Мельхиседек улыбнулся.
— Вы представляете себе дело так, что у нас сообщество таких, знаете ли, не совсем нормальных, что ли. Признаем все одну программу, параграфы устава. Для здравомыслящих параграфы эти — пустое, но для тронутых ничего, они верят и не только верят, а и вроде подписки дают: параграфы исполняю. А за это — радостное настроение на земле и надежда. Разумеется, это я так... для краткости и простоты. Но все ж таки — и вы слишком просто берете. Вы думаете, существуют какие-то...— знаете, тут еще называются у вас: патентованные средства. Проглотил и развеселился. Попил две недели вытяжки из желез, и стал бодрым, молодым... Нет, на самом деле все гораздо сложнее.
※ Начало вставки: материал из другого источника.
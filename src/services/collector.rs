use rust_decimal::Decimal;
use serde::Serialize;
use serde_json::{Map, Value};
use uuid::Uuid;

use crate::error::AppError;
use crate::repository::tenant_store::ScopedStore;
use crate::tenancy::TenantRef;

const RESIDENT_ROLE: &str = "RESIDENT";
const PENDING_FEE_STATUS: &str = "PENDING";
const COMPLETED_PAYMENT_STATUS: &str = "COMPLETED";
const APPROVED_BUDGET_STATUS: &str = "APPROVED";
const PAID_EXPENSE_STATUS: &str = "PAID";
const TERMINAL_TICKET_STATUSES: &[&str] = &["RESOLVED", "CLOSED"];

/// One tenant's metrics, or the reason they could not be collected.
///
/// The failed arm carries no numeric fields, so aggregation code cannot read
/// a number off a tenant that was never queried successfully. Serialized
/// untagged: a snapshot renders its metrics, a failure renders `error`.
#[derive(Debug, Clone, Serialize)]
#[serde(untagged)]
pub enum TenantMetrics {
    Collected(TenantMetricSnapshot),
    Failed(TenantFailure),
}

#[derive(Debug, Clone, PartialEq, Eq, Serialize)]
#[serde(rename_all = "camelCase")]
pub struct TenantMetricSnapshot {
    pub id: Uuid,
    pub name: String,
    pub properties: i64,
    pub residents: i64,
    pub pending_fees: Decimal,
    pub income: Decimal,
    pub open_tickets: i64,
    pub budget_approved: Decimal,
    pub expenses: Decimal,
}

#[derive(Debug, Clone, PartialEq, Eq, Serialize)]
#[serde(rename_all = "camelCase")]
pub struct TenantFailure {
    pub id: Uuid,
    pub name: String,
    pub error: String,
}

impl TenantMetrics {
    pub fn failed(tenant: &TenantRef, error: impl Into<String>) -> Self {
        Self::Failed(TenantFailure {
            id: tenant.id,
            name: tenant.name.clone(),
            error: error.into(),
        })
    }

    pub fn name(&self) -> &str {
        match self {
            Self::Collected(snapshot) => &snapshot.name,
            Self::Failed(failure) => &failure.name,
        }
    }

    pub fn is_failed(&self) -> bool {
        matches!(self, Self::Failed(_))
    }
}

/// Collect the fixed metric battery for one tenant.
///
/// A failure on any read degrades the whole tenant to `Failed`; it never
/// propagates to the caller, so one broken schema cannot abort a portfolio
/// pass.
pub async fn collect_tenant_metrics(store: &ScopedStore, tenant: &TenantRef) -> TenantMetrics {
    match run_metric_battery(store).await {
        Ok(battery) => TenantMetrics::Collected(TenantMetricSnapshot {
            id: tenant.id,
            name: tenant.name.clone(),
            properties: battery.properties,
            residents: battery.residents,
            pending_fees: battery.pending_fees.unwrap_or(Decimal::ZERO),
            income: battery.income.unwrap_or(Decimal::ZERO),
            open_tickets: battery.open_tickets,
            budget_approved: battery.budget_approved.unwrap_or(Decimal::ZERO),
            expenses: battery.expenses.unwrap_or(Decimal::ZERO),
        }),
        Err(error) => {
            tracing::warn!(
                complex = %tenant.name,
                schema = %store.schema(),
                error = %error,
                "Tenant metric collection failed"
            );
            TenantMetrics::failed(tenant, error.to_string())
        }
    }
}

struct MetricBattery {
    properties: i64,
    residents: i64,
    pending_fees: Option<Decimal>,
    income: Option<Decimal>,
    open_tickets: i64,
    budget_approved: Option<Decimal>,
    expenses: Option<Decimal>,
}

/// The seven reads have no ordering dependency; run them concurrently and
/// fail fast on the first error.
async fn run_metric_battery(store: &ScopedStore) -> Result<MetricBattery, AppError> {
    let resident_filter = filter_map(&[("role", Value::String(RESIDENT_ROLE.to_string()))]);
    let pending_fees_filter = status_filter(PENDING_FEE_STATUS);
    let income_filter = status_filter(COMPLETED_PAYMENT_STATUS);
    let open_ticket_filter = filter_map(&[(
        "status__not_in",
        Value::Array(
            TERMINAL_TICKET_STATUSES
                .iter()
                .map(|status| Value::String((*status).to_string()))
                .collect(),
        ),
    )]);
    let budget_filter = status_filter(APPROVED_BUDGET_STATUS);
    let expense_filter = status_filter(PAID_EXPENSE_STATUS);

    let (properties, residents, pending_fees, income, open_tickets, budget_approved, expenses) =
        tokio::try_join!(
            store.count("properties", None),
            store.count("users", Some(&resident_filter)),
            store.aggregate_sum("fees", "amount", Some(&pending_fees_filter)),
            store.aggregate_sum("payments", "amount", Some(&income_filter)),
            store.count("pqrs", Some(&open_ticket_filter)),
            store.aggregate_sum("budgets", "total_amount", Some(&budget_filter)),
            store.aggregate_sum("expenses", "amount", Some(&expense_filter)),
        )?;

    Ok(MetricBattery {
        properties,
        residents,
        pending_fees,
        income,
        open_tickets,
        budget_approved,
        expenses,
    })
}

pub(crate) fn status_filter(status: &str) -> Map<String, Value> {
    filter_map(&[("status", Value::String(status.to_string()))])
}

pub(crate) fn filter_map(entries: &[(&str, Value)]) -> Map<String, Value> {
    let mut map = Map::new();
    for (key, value) in entries {
        map.insert((*key).to_string(), value.clone());
    }
    map
}

#[cfg(test)]
mod tests {
    use super::{TenantFailure, TenantMetricSnapshot, TenantMetrics};
    use rust_decimal::Decimal;
    use uuid::Uuid;

    fn snapshot(name: &str, residents: i64, pending_fees: i64, income: i64) -> TenantMetrics {
        TenantMetrics::Collected(TenantMetricSnapshot {
            id: Uuid::new_v4(),
            name: name.to_string(),
            properties: 0,
            residents,
            pending_fees: Decimal::from(pending_fees),
            income: Decimal::from(income),
            open_tickets: 0,
            budget_approved: Decimal::ZERO,
            expenses: Decimal::ZERO,
        })
    }

    #[test]
    fn failed_metrics_serialize_without_numeric_fields() {
        let failed = TenantMetrics::Failed(TenantFailure {
            id: Uuid::new_v4(),
            name: "Conjunto Norte".to_string(),
            error: "connection refused".to_string(),
        });
        let value = serde_json::to_value(&failed).expect("serializes");
        let object = value.as_object().expect("object");
        assert_eq!(
            object.get("error").and_then(|v| v.as_str()),
            Some("connection refused")
        );
        assert!(object.get("residents").is_none());
        assert!(object.get("income").is_none());
    }

    #[test]
    fn collected_metrics_serialize_camel_case() {
        let value = serde_json::to_value(snapshot("Altos del Parque", 10, 50, 1000))
            .expect("serializes");
        let object = value.as_object().expect("object");
        assert!(object.get("pendingFees").is_some());
        assert!(object.get("openTickets").is_some());
        assert!(object.get("budgetApproved").is_some());
        assert!(object.get("error").is_none());
    }
}
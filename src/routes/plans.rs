use axum::{extract::State, Json};
use rust_decimal::Decimal;
use serde_json::{json, Value};
use uuid::Uuid;

use crate::{error::AppResult, state::AppState, tenancy};

pub fn router() -> axum::Router<AppState> {
    axum::Router::new().route("/public/plans", axum::routing::get(list_public_plans))
}

#[derive(Debug, serde::Serialize)]
#[serde(rename_all = "camelCase")]
struct PublicPlan {
    id: Uuid,
    name: String,
    price: Decimal,
    billing_cycle: String,
}

/// Active plans for the landing/registration flow. No auth: this is the
/// public pricing table.
async fn list_public_plans(State(state): State<AppState>) -> AppResult<Json<Value>> {
    let pool = tenancy::db_pool(&state)?;

    let rows = sqlx::query_as::<_, (Uuid, String, Decimal, String)>(
        "SELECT id, name, price::numeric, billing_cycle::text
         FROM plans
         WHERE is_active = true
         ORDER BY price ASC
         LIMIT 50",
    )
    .fetch_all(pool)
    .await
    .map_err(|error| {
        tracing::error!(db_error = %error, "Public plan listing failed");
        crate::error::AppError::Dependency("Registry query failed.".to_string())
    })?;

    let plans = rows
        .into_iter()
        .map(|(id, name, price, billing_cycle)| PublicPlan {
            id,
            name,
            price,
            billing_cycle,
        })
        .collect::<Vec<_>>();

    Ok(Json(json!({ "data": plans })))
}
— Ну, с лекарствами я не сравниваю. Но должно же миросозерцание воспитывать, укреплять. Что же оно — бесцельно в практической, т. е. моральной жизни? Ведь тогда спросят: для чего ваше христианство, если христиане еще слабее, а может быть, даже порочнее не христиан? Вон и Анатолий Иваныч христианин тоже в церковь ходит, но уж я предпочту, чтобы мой Рафаил был просто порядочным и трудолюбивым человеком, хоть и без христианства.
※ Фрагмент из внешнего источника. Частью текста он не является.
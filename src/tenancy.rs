use std::sync::Arc;

use sqlx::{PgPool, Row};
use uuid::Uuid;

use crate::error::AppError;
use crate::state::AppState;

const ACTIVE_TENANTS_KEY: &str = "active_tenants";

/// One row of the shared tenant registry (`public.residential_complexes`).
/// Read-only for this service; onboarding writes it elsewhere.
#[derive(Debug, Clone, serde::Serialize)]
#[serde(rename_all = "camelCase")]
pub struct TenantRef {
    pub id: Uuid,
    pub name: String,
    pub schema_name: String,
    pub plan_id: Option<Uuid>,
}

pub fn db_pool(state: &AppState) -> Result<&PgPool, AppError> {
    state.db_pool.as_ref().ok_or_else(|| {
        AppError::Dependency("Database is not configured. Set DATABASE_URL.".to_string())
    })
}

/// List all active tenants, served from the short-TTL registry cache.
///
/// A registry failure is not tenant-scoped: it aborts the whole request.
pub async fn list_active_tenants(state: &AppState) -> Result<Arc<Vec<TenantRef>>, AppError> {
    if let Some(cached) = state.tenant_cache.get(ACTIVE_TENANTS_KEY).await {
        return Ok(cached);
    }

    let pool = db_pool(state)?;
    let tenants = Arc::new(fetch_active_tenants(pool).await?);
    state
        .tenant_cache
        .insert(ACTIVE_TENANTS_KEY, tenants.clone())
        .await;
    Ok(tenants)
}

/// Resolve a single active tenant by id, bypassing nothing: inactive or
/// unknown complexes are a 404.
pub async fn get_active_tenant(state: &AppState, complex_id: Uuid) -> Result<TenantRef, AppError> {
    let pool = db_pool(state)?;
    let row = sqlx::query(
        "SELECT id, name, schema_name, plan_id
         FROM residential_complexes
         WHERE id = $1 AND is_active = true
         LIMIT 1",
    )
    .bind(complex_id)
    .fetch_optional(pool)
    .await
    .map_err(|error| AppError::Dependency(format!("Tenant registry read failed: {error}")))?;

    row.map(read_tenant_row).transpose()?.ok_or_else(|| {
        AppError::NotFound(format!("Residential complex {complex_id} not found."))
    })
}

async fn fetch_active_tenants(pool: &PgPool) -> Result<Vec<TenantRef>, AppError> {
    let rows = sqlx::query(
        "SELECT id, name, schema_name, plan_id
         FROM residential_complexes
         WHERE is_active = true
         ORDER BY name ASC
         LIMIT 500",
    )
    .fetch_all(pool)
    .await
    .map_err(|error| AppError::Dependency(format!("Tenant registry read failed: {error}")))?;

    rows.into_iter().map(read_tenant_row).collect()
}

fn read_tenant_row(row: sqlx::postgres::PgRow) -> Result<TenantRef, AppError> {
    let id: Uuid = row
        .try_get("id")
        .map_err(|error| AppError::Dependency(format!("Malformed registry row: {error}")))?;
    let name: String = row
        .try_get("name")
        .map_err(|error| AppError::Dependency(format!("Malformed registry row: {error}")))?;
    let schema_name: String = row
        .try_get("schema_name")
        .map_err(|error| AppError::Dependency(format!("Malformed registry row: {error}")))?;
    let plan_id: Option<Uuid> = row.try_get("plan_id").unwrap_or(None);

    Ok(TenantRef {
        id,
        name,
        schema_name,
        plan_id,
    })
}
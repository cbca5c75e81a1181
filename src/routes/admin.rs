use axum::{extract::State, http::HeaderMap, Json};

use crate::{
    auth::require_admin_key,
    error::AppResult,
    services::{collector::TenantMetrics, finance, portfolio},
    state::AppState,
};

pub fn router() -> axum::Router<AppState> {
    axum::Router::new()
        .route(
            "/admin/metrics/operative",
            axum::routing::get(operative_metrics),
        )
        .route(
            "/admin/metrics/complexes",
            axum::routing::get(complex_metrics),
        )
}

/// Platform KPIs for the app-admin dashboard: complex/user counts, recurring
/// revenue, and the plan distribution.
async fn operative_metrics(
    State(state): State<AppState>,
    headers: HeaderMap,
) -> AppResult<Json<finance::OperativeMetrics>> {
    require_admin_key(&state, &headers)?;
    finance::operative_metrics(&state).await.map(Json)
}

/// Per-complex metric breakdown. Complexes whose schema could not be queried
/// appear in the list with an `error` field instead of being dropped.
async fn complex_metrics(
    State(state): State<AppState>,
    headers: HeaderMap,
) -> AppResult<Json<Vec<TenantMetrics>>> {
    require_admin_key(&state, &headers)?;
    portfolio::complex_metrics(&state).await.map(Json)
}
— Вполне ваша воля-с. Упреки мы должны принять, т. е. плохие христиане, а таковых нас большинство. Учение же Господа Иисуса тут ни при чем. Оно есть истина и путь даже вернее: сам Господь Иисус — путь. Вот Он пришел к нам, показал, явился...— а уж там наше дело, как к Нему прикоснуться. Один больше Ему сердце открыл, другой меньше. Истина-то и свет укрепляют, конечно, и возвышают. Да только не насильно. А по нашей же доброй воле.
Дора встала, прошлась, опять села. Мельхиседек помолчал.
— Мир, уважаемая Дора Львовна, создан таинственно. Никогда мы до дна его не исчерпаем. Нет таких простых правил, лекарств, которые бы могли переделывать людей, механически исцелять. Указан лишь путь — Христос. Но всегда были и останутся страшные дела, как вы скажете: трагедии. Мир ими наполнен, и нехристианский, и христианский. У каждого своя судьба. Вот и Капитолина Александровна... Вы верно изволили заметить — смерть ее есть противоречие всему христианскому духу. Радоваться тут нечему. Мы и скорбим. В ней было всегда некое противление, или озлобленность, что ли. Она своей трудной жизни не преодолела. Наверное, и мы, окружающие, виноваты. Подойти не сумели. А потом неудачная любовь...
Дора покраснела. Мельхиседек глядел на нее спокойными, не удивляющимися и слегка грустными глазами.
— Ах, Капитолина Александровна... горько закончила. А и еще хуже бывает, и с самыми нашими православными. Я знаю случай, когда девушка исповедалась и причастилась, потом наняла автомобиль и в нем застрелилась.
Пересилив себя, Дора сказала:
— Вы как будто сами признаете слабость христианства.
— Нисколько-с, значит, неясно выражаюсь. Слаб человек, а не христианство. Оно величайшая и единственная истина. А христиане разные бывают. И побеждающие, и побеждаемые.
— Но все-таки, кто по-вашему выше: христиане или нехристиане?